1. Foam Rolling and the Stick: Investing in a foam roller and/or a stick can help ease tight
muscles before running.
2. Strengthen Your Core: Do the McGill Four exercises; the instructions for the exercises
can be viewed at
3. Add Miles Slowly: Make sure you don’t add miles on too quickly; you need to allow your
body time to adapt to the increase mileage. In general, you can add a mile for every run
you do per week, provided you then run at least two weeks at the new level before
advancing again. For instance if you run 5 times a week, you can add 5 miles the next
time you increase your weekly miles.
4. Get back to nature: Trail running is a great way to add variety to your training. When
running on uneven terrain, your core, hips, legs and ankles have to work harder to
stabilize because each step is slightly different.
5. Read about running: Subscribe to Runner’s World Magazine, read Hal Higdon’s
Marathon Training Guide or read Born to Run to help get more ideas to try out.
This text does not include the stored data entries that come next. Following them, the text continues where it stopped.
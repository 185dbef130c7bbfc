//! Duplicate visit removal.

use std::collections::BTreeSet;

use anyhow::Result;
use tracing::debug;

use medtab_model::{Table, columns};

/// Drops rows whose `(PatientID, VisitDate)` pair has already appeared.
///
/// Stable: the first occurrence in row order survives. Missing cells render
/// as the empty string inside the composite key and participate in dedup
/// like any other value.
pub fn drop_duplicate_visits(table: &mut Table) -> Result<()> {
    let pid = table.column_index(columns::PATIENT_ID)?;
    let date = table.column_index(columns::VISIT_DATE)?;

    let mut seen = BTreeSet::new();
    let keep: Vec<bool> = table
        .rows
        .iter()
        .map(|row| {
            let key = format!(
                "{}|{}",
                row[pid].to_output_string().trim(),
                row[date].to_output_string().trim()
            );
            seen.insert(key)
        })
        .collect();

    let before = table.height();
    table.retain_rows(&keep);
    debug!(dropped = before - table.height(), "removed duplicate visits");
    Ok(())
}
Even try
Paleo Diet for Athletes or even Lance Armstrong’s It’s Not About the Bike

6. Cross-train: Join a soccer league, Cross-Fit gym, or lift weights. You could even try
swimming and cycling. Who knows you may find you like doing triathlons too.
7. Contrast Showers: When cleaning up after training, try showering for 2 minutes with the
temperature as cold as you can stand. Then do 2 minutes of warm water. Repeat one
time and then end with 3 minutes of cold water. The combination of hot and cold helps
to flush metabolic wastes out of your muscles and nutrients into them, leading to faster
recovery times.
8. Invest in Your Shoes: Buy new shoes every 300-400 miles, even if they don’t look worn.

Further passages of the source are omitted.